• **Input data**:
//! Domain models - geometry, fence events and errors
//!
//! This module contains the canonical data types used throughout the system:
//! - `BoundingBox` / `Position` - rectangle geometry and containment
//! - `FenceEvent` / `FenceState` - transitions delivered to subscribers
//! - `FenceSnapshot` - read-only copy of a fence for listing
//! - `GeofenceError` - failures of configuration operations

pub mod error;
pub mod geometry;
pub mod types;

pub use error::GeofenceError;
pub use geometry::{BoundingBox, Position};
pub use types::{FenceEvent, FenceSnapshot, FenceState};
//! Infrastructure - configuration and metrics
//!
//! This module contains infrastructure concerns:
//! - `config` - Application configuration (TOML loading, defaults)
//! - `metrics` - Lock-free metrics collection

pub mod config;
pub mod metrics;

// Re-export commonly used types
pub use config::{Config, FenceDefinition};
pub use metrics::Metrics;
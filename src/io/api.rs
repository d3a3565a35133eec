//! HTTP control API
//!
//! Routes:
//! - `GET /fences` - all fences keyed by name with `within`/`dwell`/`bbox`
//! - `POST /fences` - add `{"name": .., "bbox": {min_latitude, ..}}`
//! - `DELETE /fences/<name>` - remove a fence
//! - `GET /dwell_transition` / `PUT /dwell_transition` - dwell threshold in seconds
//! - `GET /metrics` - Prometheus text
//! - `GET /health`

use crate::domain::error::GeofenceError;
use crate::domain::geometry::{BoundingBox, RawBoundingBox};
use crate::infra::metrics::Metrics;
use crate::io::prometheus::format_prometheus_metrics;
use crate::services::dispatcher::EventDispatcher;
use crate::services::registry::FenceRegistry;
use bytes::Bytes;
use http_body_util::{BodyExt, Full, Limited};
use hyper::server::conn::http1;
use hyper::service::service_fn;
use hyper::{Method, Request, Response, StatusCode};
use hyper_util::rt::TokioIo;
use percent_encoding::percent_decode_str;
use serde::Deserialize;
use serde_json::{json, Map, Value};
use std::convert::Infallible;
use std::net::SocketAddr;
use std::sync::Arc;
use std::time::Duration;
use tokio::net::TcpListener;
use tokio::sync::watch;
use tracing::{debug, error, info};

/// Largest accepted request body
const MAX_BODY_BYTES: usize = 64 * 1024;

/// Shared handles used by request handlers
pub struct ApiState {
    pub registry: Arc<FenceRegistry>,
    pub dispatcher: Arc<EventDispatcher>,
    pub metrics: Arc<Metrics>,
    pub site_id: String,
}

#[derive(Debug, Deserialize)]
struct AddFenceRequest {
    name: Option<String>,
    bbox: Option<RawBoundingBox>,
}

#[derive(Debug, Deserialize)]
struct DwellRequest {
    seconds: i64,
}

fn json_response(status: StatusCode, body: Value) -> Response<Full<Bytes>> {
    Response::builder()
        .status(status)
        .header("Content-Type", "application/json")
        .body(Full::new(Bytes::from(body.to_string())))
        .expect("static response should not fail")
}

fn error_response(status: StatusCode, message: &str) -> Response<Full<Bytes>> {
    json_response(status, json!({ "ok": false, "error": message }))
}

fn geofence_error_response(err: &GeofenceError) -> Response<Full<Bytes>> {
    let status = match err {
        GeofenceError::DuplicateName(_) => StatusCode::CONFLICT,
        GeofenceError::InvalidGeometry(_) => StatusCode::BAD_REQUEST,
        GeofenceError::NotFound(_) => StatusCode::NOT_FOUND,
    };
    error_response(status, &err.to_string())
}

fn list_fences(state: &ApiState) -> Response<Full<Bytes>> {
    let mut fences = Map::new();
    for fence in state.registry.list() {
        fences.insert(
            fence.name,
            json!({
                "within": fence.inside,
                "dwell": fence.dwelling,
                "bbox": fence.bbox,
            }),
        );
    }
    json_response(StatusCode::OK, Value::Object(fences))
}

fn add_fence(state: &ApiState, body: &[u8]) -> Response<Full<Bytes>> {
    let request: AddFenceRequest = match serde_json::from_slice(body) {
        Ok(r) => r,
        Err(e) => {
            debug!(error = %e, "add_fence_bad_body");
            return error_response(StatusCode::BAD_REQUEST, "invalid request body");
        }
    };

    let Some(name) = request.name.filter(|n| !n.is_empty()) else {
        return error_response(StatusCode::BAD_REQUEST, "invalid name parameter");
    };
    let Some(raw) = request.bbox else {
        return error_response(StatusCode::BAD_REQUEST, "no bbox parameter found");
    };

    let result = BoundingBox::try_from(raw).and_then(|bbox| state.registry.add(&name, bbox));
    match result {
        Ok(()) => json_response(StatusCode::OK, json!({ "ok": true })),
        Err(e) => {
            info!(name = %name, error = %e, "add_fence_failed");
            geofence_error_response(&e)
        }
    }
}

fn remove_fence(state: &ApiState, segment: &str) -> Response<Full<Bytes>> {
    let Ok(name) = percent_decode_str(segment).decode_utf8() else {
        return error_response(StatusCode::BAD_REQUEST, "invalid name parameter");
    };
    if name.is_empty() {
        return error_response(StatusCode::BAD_REQUEST, "invalid name parameter");
    }
    match state.registry.remove(&name) {
        Ok(()) => json_response(StatusCode::OK, json!({ "ok": true, "info": "removed fence" })),
        Err(e) => geofence_error_response(&e),
    }
}

fn get_dwell(state: &ApiState) -> Response<Full<Bytes>> {
    json_response(StatusCode::OK, json!({ "seconds": state.registry.dwell_threshold().as_secs() }))
}

fn set_dwell(state: &ApiState, body: &[u8]) -> Response<Full<Bytes>> {
    let seconds = match serde_json::from_slice::<DwellRequest>(body) {
        Ok(DwellRequest { seconds }) if seconds >= 0 => seconds as u64,
        _ => return error_response(StatusCode::BAD_REQUEST, "invalid input"),
    };
    state.registry.set_dwell_threshold(Duration::from_secs(seconds));
    json_response(StatusCode::OK, json!({ "seconds": seconds }))
}

/// Route a request with an already-collected body
pub fn route(state: &ApiState, method: &Method, path: &str, body: &[u8]) -> Response<Full<Bytes>> {
    match (method, path) {
        (&Method::GET, "/fences") => list_fences(state),
        (&Method::POST, "/fences") => add_fence(state, body),
        (&Method::DELETE, p) if p.starts_with("/fences/") => {
            remove_fence(state, &p["/fences/".len()..])
        }
        (&Method::GET, "/dwell_transition") => get_dwell(state),
        (&Method::PUT, "/dwell_transition") => set_dwell(state, body),
        (&Method::GET, "/metrics") => {
            let summary =
                state.metrics.snapshot(state.registry.len(), state.dispatcher.subscriber_count());
            Response::builder()
                .status(StatusCode::OK)
                .header("Content-Type", "text/plain; version=0.0.4; charset=utf-8")
                .body(Full::new(Bytes::from(format_prometheus_metrics(&summary, &state.site_id))))
                .expect("static response should not fail")
        }
        (&Method::GET, "/health") => Response::builder()
            .status(StatusCode::OK)
            .body(Full::new(Bytes::from("ok")))
            .expect("static response should not fail"),
        _ => Response::builder()
            .status(StatusCode::NOT_FOUND)
            .body(Full::new(Bytes::from("Not Found")))
            .expect("static response should not fail"),
    }
}

/// Handle HTTP requests
async fn handle_request(
    req: Request<hyper::body::Incoming>,
    state: Arc<ApiState>,
) -> Result<Response<Full<Bytes>>, Infallible> {
    let (parts, body) = req.into_parts();
    let body = match Limited::new(body, MAX_BODY_BYTES).collect().await {
        Ok(collected) => collected.to_bytes(),
        Err(e) => {
            debug!(error = %e, "api_body_read_failed");
            return Ok(error_response(StatusCode::PAYLOAD_TOO_LARGE, "request body too large"));
        }
    };

    Ok(route(&state, &parts.method, parts.uri.path(), &body))
}

/// Start the HTTP control API server
pub async fn start_api_server(
    port: u16,
    state: Arc<ApiState>,
    mut shutdown: watch::Receiver<bool>,
) -> Result<(), Box<dyn std::error::Error + Send + Sync>> {
    let addr = SocketAddr::from(([0, 0, 0, 0], port));
    let listener = TcpListener::bind(addr).await?;

    info!(port = %port, site = %state.site_id, "api_server_started");

    loop {
        tokio::select! {
            result = listener.accept() => {
                match result {
                    Ok((stream, _addr)) => {
                        let io = TokioIo::new(stream);
                        let state = state.clone();

                        tokio::spawn(async move {
                            let service = service_fn(move |req| {
                                let state = state.clone();
                                async move { handle_request(req, state).await }
                            });

                            if let Err(e) = http1::Builder::new()
                                .serve_connection(io, service)
                                .await
                            {
                                error!(error = %e, "api_http_error");
                            }
                        });
                    }
                    Err(e) => {
                        error!(error = %e, "api_accept_error");
                    }
                }
            }
            changed = shutdown.changed() => {
                if changed.is_err() || *shutdown.borrow() {
                    info!("api_server_shutdown");
                    return Ok(());
                }
            }
        }
    }
}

• **Required action**: Going through the entries above line by line, work out how many lines include the word "AddFenceRequest". Only the number is required.

• **Answer area**: 2